### Work to complete
Each record must be repeated exactly as it stands.

### Material for this exercise

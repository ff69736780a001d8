use std::path::PathBuf;

use thiserror::Error;

/// The only hard failure of the data layer: the source file can't be used.
///
/// Missing columns are not errors; each computation falls back to a zero or
/// empty value instead.
#[derive(Debug, Error)]
pub enum DataError {
    #[error("couldn't read data from {}: {source}", path.display())]
    DataUnavailable {
        path: PathBuf,
        #[source]
        source: csv::Error,
    },
}

impl DataError {
    pub fn unavailable(path: impl Into<PathBuf>, source: csv::Error) -> Self {
        DataError::DataUnavailable {
            path: path.into(),
            source,
        }
    }
}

### Written solution
repository ff69736780a001d8
use std::path::PathBuf;

use thiserror::Error;

/// The only hard failure of the data layer: the source file can't be used.
///
/// Missing columns are not errors; each computation falls back to a zero or
/// empty value instead.
#[derive(Debug, Error)]
pub enum DataError {
    #[error("couldn't read data from {}: {source}", path.display())]
    DataUnavailable {
        path: PathBuf,
        #[source]
        source: csv::Error,
    },
}

impl DataError {
    pub fn unavailable(path: impl Into<PathBuf>, source: csv::Error) -> Self {
        DataError::DataUnavailable {
            path: path.into(),
            source,
        }
    }
}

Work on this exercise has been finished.